Genetic algorithm based PID optimization in batch process control

The primary aim in batch process is to enhance the process operation in order to achieve high quality and purity product while minimising the production of undesired by-product. However, due to the difficulties to perform online measurement, batch process supervision is based on the direct measurable quantities, such as temperature. During the process, a large amount of exothermic heat is released when the reactants are mixed together. The exothermic behaviour causes the reaction to become unstable and consequently the quality and purity of the final product will be affected. Therefore, it is important to have a control scheme which is able to balance the needs of process safety with the product quality and purity. Since the chemical industries are still applying PI and PID to control the batch process, researchers are keen to optimize PID parameters using artificial intelligence (AI) techniques. However, most of these PID optimization techniques need online process model to predetermine the optimizer parameters.
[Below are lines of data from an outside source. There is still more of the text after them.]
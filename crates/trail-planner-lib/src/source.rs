//! Track sources and location resolution
//!
//! The planner reads raw recordings through [`TrackSource`] and resolves a
//! place description through [`Geocoder`]. Both are traits so callers can
//! plug in other backends; this module ships a GPX directory reader and a
//! literal-coordinate geocoder.

use crate::utils::{self, MAX_LATITUDE, MAX_LONGITUDE};
use crate::{Config, GeocodeError, Track, TrackLoadError};
use geo::{Coord, LineString};
use std::path::{Path, PathBuf};

/// A raw recording before normalization
#[derive(Clone, Debug, PartialEq)]
pub struct RawTrack {
    /// Where the recording came from (file stem for [`GpxDirectory`])
    pub identifier: String,
    /// Human-readable trail name, unique within a planning run
    pub name: String,
    /// Recorded points as (longitude, latitude)
    pub geometry: LineString<f64>,
}

impl RawTrack {
    /// Extract the first track of a parsed GPX document.
    ///
    /// All segments of that track are concatenated in order; points outside
    /// WGS84 bounds are dropped.
    pub fn from_gpx(identifier: &str, gpx: gpx::Gpx) -> Result<Self, TrackLoadError> {
        let track = gpx
            .tracks
            .into_iter()
            .next()
            .ok_or_else(|| TrackLoadError::NoTrack(identifier.to_string()))?;

        let coords: Vec<Coord<f64>> = track
            .segments
            .iter()
            .flat_map(|segment| segment.points.iter())
            .map(utils::waypoint_to_coord)
            .filter(utils::is_valid_wgs84)
            .collect();
        if coords.len() < 2 {
            return Err(TrackLoadError::TooFewPoints {
                identifier: identifier.to_string(),
                points: coords.len(),
            });
        }

        let name = match track.name.map(|name| name.trim().to_string()) {
            Some(name) if !name.is_empty() => name,
            _ => {
                tracing::info!("Track {} has no name, using its identifier", identifier);
                identifier.to_string()
            }
        };

        Ok(Self {
            identifier: identifier.to_string(),
            name,
            geometry: LineString::new(coords),
        })
    }
}

/// Where raw track recordings come from
pub trait TrackSource: Send + Sync {
    /// Identifiers of every available recording, in a stable order
    fn identifiers(&self) -> Result<Vec<String>, TrackLoadError>;

    /// Load one recording by identifier
    fn load_track(&self, identifier: &str) -> Result<RawTrack, TrackLoadError>;
}

/// A directory of `*.gpx` files, one recording per file
#[derive(Clone, Debug)]
pub struct GpxDirectory {
    root: PathBuf,
}

impl GpxDirectory {
    pub fn new(root: impl Into<PathBuf>) -> Self {
        Self { root: root.into() }
    }

    #[inline]
    pub fn root(&self) -> &Path {
        &self.root
    }

    fn file_for(&self, identifier: &str) -> PathBuf {
        self.root.join(format!("{identifier}.gpx"))
    }
}

impl TrackSource for GpxDirectory {
    fn identifiers(&self) -> Result<Vec<String>, TrackLoadError> {
        let io_error = |source| TrackLoadError::Io {
            identifier: self.root.display().to_string(),
            source,
        };

        let mut identifiers = Vec::new();
        for entry in std::fs::read_dir(&self.root).map_err(io_error)? {
            let path = entry.map_err(io_error)?.path();
            let is_gpx = path
                .extension()
                .is_some_and(|ext| ext.eq_ignore_ascii_case("gpx"));
            if !is_gpx || !path.is_file() {
                continue;
            }
            if let Some(stem) = path.file_stem().and_then(|stem| stem.to_str()) {
                identifiers.push(stem.to_string());
            }
        }
        identifiers.sort();

        tracing::debug!(
            "Found {} GPX files in {}",
            identifiers.len(),
            self.root.display()
        );
        Ok(identifiers)
    }

    fn load_track(&self, identifier: &str) -> Result<RawTrack, TrackLoadError> {
        #[cfg(feature = "profiling")]
        profiling::scope!("source::load_track");

        let file = std::fs::File::open(self.file_for(identifier)).map_err(|source| {
            TrackLoadError::Io {
                identifier: identifier.to_string(),
                source,
            }
        })?;
        let reader = std::io::BufReader::new(file);
        let gpx = gpx::read(reader).map_err(|source| TrackLoadError::GpxParse {
            identifier: identifier.to_string(),
            source,
        })?;
        RawTrack::from_gpx(identifier, gpx)
    }
}

/// Resolves a place description to `(latitude, longitude)`
pub trait Geocoder {
    fn resolve_location(&self, place: &str) -> Result<(f64, f64), GeocodeError>;
}

/// Geocoder accepting literal `"lat,lon"` coordinates
#[derive(Clone, Copy, Debug, Default)]
pub struct CoordinateGeocoder;

impl Geocoder for CoordinateGeocoder {
    fn resolve_location(&self, place: &str) -> Result<(f64, f64), GeocodeError> {
        let unresolvable = || GeocodeError::Unresolvable(place.to_string());

        let (lat, lon) = place.trim().split_once(',').ok_or_else(unresolvable)?;
        let lat: f64 = lat.trim().parse().map_err(|_| unresolvable())?;
        let lon: f64 = lon.trim().parse().map_err(|_| unresolvable())?;

        if !lat.is_finite() || !lon.is_finite() || lat.abs() > MAX_LATITUDE || lon.abs() > MAX_LONGITUDE {
            return Err(GeocodeError::OutOfRange { lat, lon });
        }
        Ok((lat, lon))
    }
}

/// Whether any vertex of `track` lies within `radius_km` of `center`
///
/// `center` is (longitude, latitude), like every stored coordinate.
pub fn within_radius(track: &Track, center: Coord<f64>, radius_km: f64, config: &Config) -> bool {
    track
        .geometry()
        .coords()
        .any(|c| utils::scaled_distance_km(*c, center, config.km_per_degree) <= radius_km)
}

#[cfg(test)]
mod tests {
    use super::*;
    use geo::line_string;

    const SAMPLE: &str = r#"<?xml version="1.0" encoding="UTF-8"?>
<gpx version="1.1" creator="test" xmlns="http://www.topografix.com/GPX/1/1">
  <trk>
    <name>Mesa Trail</name>
    <trkseg>
      <trkpt lat="39.98" lon="-105.28"></trkpt>
      <trkpt lat="39.99" lon="-105.28"></trkpt>
    </trkseg>
    <trkseg>
      <trkpt lat="40.00" lon="-105.27"></trkpt>
    </trkseg>
  </trk>
</gpx>"#;

    fn temp_dir(label: &str) -> PathBuf {
        let dir = std::env::temp_dir().join(format!(
            "trail-planner-source-{}-{}",
            label,
            std::process::id()
        ));
        let _ = std::fs::remove_dir_all(&dir);
        std::fs::create_dir_all(&dir).unwrap();
        dir
    }

    #[test]
    fn test_from_gpx_concatenates_segments() {
        let gpx = gpx::read(SAMPLE.as_bytes()).unwrap();
        let raw = RawTrack::from_gpx("mesa", gpx).unwrap();
        assert_eq!(raw.name, "Mesa Trail");
        assert_eq!(raw.identifier, "mesa");
        assert_eq!(raw.geometry.0.len(), 3);
        assert_eq!(raw.geometry.0[0], Coord { x: -105.28, y: 39.98 });
    }

    #[test]
    fn test_from_gpx_without_tracks() {
        let gpx = gpx::read(
            r#"<?xml version="1.0"?><gpx version="1.1" creator="test"></gpx>"#.as_bytes(),
        )
        .unwrap();
        assert!(matches!(
            RawTrack::from_gpx("empty", gpx),
            Err(TrackLoadError::NoTrack(_))
        ));
    }

    #[test]
    fn test_gpx_directory_lists_sorted_stems() {
        let dir = temp_dir("list");
        std::fs::write(dir.join("b.gpx"), SAMPLE).unwrap();
        std::fs::write(dir.join("a.gpx"), SAMPLE).unwrap();
        std::fs::write(dir.join("notes.txt"), "not a track").unwrap();

        let source = GpxDirectory::new(&dir);
        assert_eq!(source.identifiers().unwrap(), vec!["a", "b"]);
        assert_eq!(source.load_track("a").unwrap().name, "Mesa Trail");

        std::fs::remove_dir_all(&dir).unwrap();
    }

    #[test]
    fn test_gpx_directory_reports_bad_files() {
        let dir = temp_dir("bad");
        std::fs::write(dir.join("broken.gpx"), "<gpx><trk>").unwrap();

        let source = GpxDirectory::new(&dir);
        assert!(matches!(
            source.load_track("broken"),
            Err(TrackLoadError::GpxParse { .. })
        ));
        assert!(matches!(
            source.load_track("missing"),
            Err(TrackLoadError::Io { .. })
        ));

        std::fs::remove_dir_all(&dir).unwrap();
    }

    #[test]
    fn test_missing_directory_is_an_error() {
        let source = GpxDirectory::new("/definitely/not/a/trail/dir");
        assert!(source.identifiers().is_err());
    }

    #[test]
    fn test_coordinate_geocoder() {
        let geocoder = CoordinateGeocoder;
        assert_eq!(
            geocoder.resolve_location(" 39.98, -105.28 ").unwrap(),
            (39.98, -105.28)
        );
        assert!(matches!(
            geocoder.resolve_location("Boulder, CO"),
            Err(GeocodeError::Unresolvable(_))
        ));
        assert!(matches!(
            geocoder.resolve_location(""),
            Err(GeocodeError::Unresolvable(_))
        ));
        assert!(matches!(
            geocoder.resolve_location("95.0,10.0"),
            Err(GeocodeError::OutOfRange { .. })
        ));
    }

    #[test]
    fn test_within_radius() {
        let config = Config::default();
        let track = Track::from_geometry(
            "Near",
            line_string![(x: 0.0, y: 0.0), (x: 0.1, y: 0.0)],
            &config,
        )
        .unwrap();
        // 0.1 deg is 11.1 km
        assert!(within_radius(&track, Coord { x: 0.1, y: 0.05 }, 6.0, &config));
        assert!(!within_radius(&track, Coord { x: 1.0, y: 1.0 }, 50.0, &config));
    }
}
However in practice, the dynamic model of the batch process is poorly known. As a result, majority of the studies focused on acceptable performance instead of optimum performance of the batch process control. This paper proposes a new genetic algorithm (GA) optimizer which consists of additional information of the online estimated model parameters in addition to the PID parameters as the string of the GA. The simulation results show that the proposed GA auto-tuning method is a better candidate than the regular GA where the estimated model parameters in fitness function is capable to control the process temperature while avoiding model mismatch and disturbance condition.